Saved data entries
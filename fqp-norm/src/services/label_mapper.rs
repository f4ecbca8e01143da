//! Label mapping (discovery and application)
//!
//! Discovery works per statement because each statement kind has its own
//! target vocabulary. Only labels missing from the `(raw_label,
//! domain_category)` cache are sent to the oracle; a label classified once
//! for a domain category is never sent again.
//!
//! Application is all-or-nothing per document: every distinct raw label must
//! have an `APPROVED` cache entry before the canonical map is built.

use fqp_common::Result;
use sqlx::SqlitePool;
use std::collections::{HashMap, HashSet};
use std::sync::Arc;
use tracing::{debug, error, info, warn};

use crate::db::{documents, failures, label_cache, staged, Phase};
use crate::models::{
    CanonicalFigure, LabelMapping, LabelNormalized, LabelReviewStatus, MappingStatus,
    NormalizedPayload, SourceContext, StatementKind, StatementNormalized, StatementSlot,
    StatementUnitAnalysis, UnitNormalized,
};
use crate::services::oracle_client::{LabelDiscoveryRequest, OracleError};
use crate::services::taxonomy::{Playbook, PlaybookRegistry};
use crate::services::{DocumentOutcome, PipelineContext};
use crate::utils::retry_on_lock;

const INDIRECT_CASH_FLOW_MARKERS: [&str; 4] = [
    "profit before",
    "extraordinary",
    "adjustments",
    "working capital",
];
const DIRECT_CASH_FLOW_MARKERS: [&str; 2] = ["receipts from", "payments to"];

/// Taxonomy statement key for a slot
///
/// Cash-flow statements come in two presentations with different
/// vocabularies; the labels decide which one applies.
pub fn statement_key_for<S: AsRef<str>>(slot: StatementSlot, labels: &[S]) -> &'static str {
    match slot.kind() {
        StatementKind::Pnl => "pnl",
        StatementKind::BalanceSheet => "balance_sheet",
        StatementKind::CashFlow => {
            let lowered: Vec<String> = labels.iter().map(|l| l.as_ref().to_lowercase()).collect();
            let mentions = |markers: &[&str]| {
                lowered
                    .iter()
                    .any(|label| markers.iter().any(|m| label.contains(m)))
            };

            if mentions(&INDIRECT_CASH_FLOW_MARKERS) {
                "cash_flow_indirect"
            } else if mentions(&DIRECT_CASH_FLOW_MARKERS) {
                "cash_flow_direct"
            } else {
                "cash_flow_indirect"
            }
        }
    }
}

/// One statement of a document that has a vocabulary to map against
struct StatementPlan<'a> {
    slot: StatementSlot,
    statement_key: &'static str,
    analysis: &'a StatementUnitAnalysis,
    /// Distinct trimmed labels in first-seen order
    labels: Vec<String>,
    vocabulary: Vec<String>,
    currency: Option<String>,
}

fn distinct_labels(analysis: &StatementUnitAnalysis) -> Vec<String> {
    let mut seen = HashSet::new();
    analysis
        .figures
        .iter()
        .map(|f| f.label.trim())
        .filter(|label| !label.is_empty() && seen.insert(*label))
        .map(str::to_string)
        .collect()
}

/// Statements that can be mapped; the rest are logged and left out
fn plan_statements<'a>(
    doc_id: i64,
    unit: &'a UnitNormalized,
    statement: &StatementNormalized,
    playbook: &Playbook,
) -> Vec<StatementPlan<'a>> {
    let mut plans = Vec::new();

    for analysis in &unit.analysis.statement_analyses {
        let Some(slot) = StatementSlot::parse(&analysis.statement_type) else {
            warn!(
                doc_id,
                statement = %analysis.statement_type,
                "Unit analysis statement does not name a slot, skipping"
            );
            continue;
        };

        let labels = distinct_labels(analysis);
        let statement_key = statement_key_for(slot, &labels);
        let Some(vocabulary) = playbook.vocabulary(statement_key) else {
            warn!(
                doc_id,
                statement = %slot,
                statement_key,
                domain_category = %playbook.domain_category,
                "No vocabulary for statement, skipping"
            );
            continue;
        };

        let currency = analysis
            .statement_currency
            .clone()
            .or_else(|| statement.slot(slot).and_then(|s| s.currency.clone()));

        plans.push(StatementPlan {
            slot,
            statement_key,
            analysis,
            labels,
            vocabulary,
            currency,
        });
    }

    plans
}

fn all_labels(plans: &[StatementPlan<'_>]) -> Vec<String> {
    let mut seen = HashSet::new();
    plans
        .iter()
        .flat_map(|p| p.labels.iter())
        .filter(|label| seen.insert(label.as_str()))
        .cloned()
        .collect()
}

/// A discovered pair waiting to be written to the cache
struct Suggestion {
    raw_label: String,
    normalized_label: Option<String>,
    context: SourceContext,
}

#[derive(Clone)]
pub struct LabelMapper {
    ctx: PipelineContext,
    registry: Arc<PlaybookRegistry>,
    classifier_version: String,
}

What you have to do: Each line of the entries above that contains "crate" is to be copied.

Written answer:
use crate::db::{documents, failures, label_cache, staged, Phase};
use crate::models::{
use crate::services::oracle_client::{LabelDiscoveryRequest, OracleError};
use crate::services::taxonomy::{Playbook, PlaybookRegistry};
use crate::services::{DocumentOutcome, PipelineContext};
use crate::utils::retry_on_lock;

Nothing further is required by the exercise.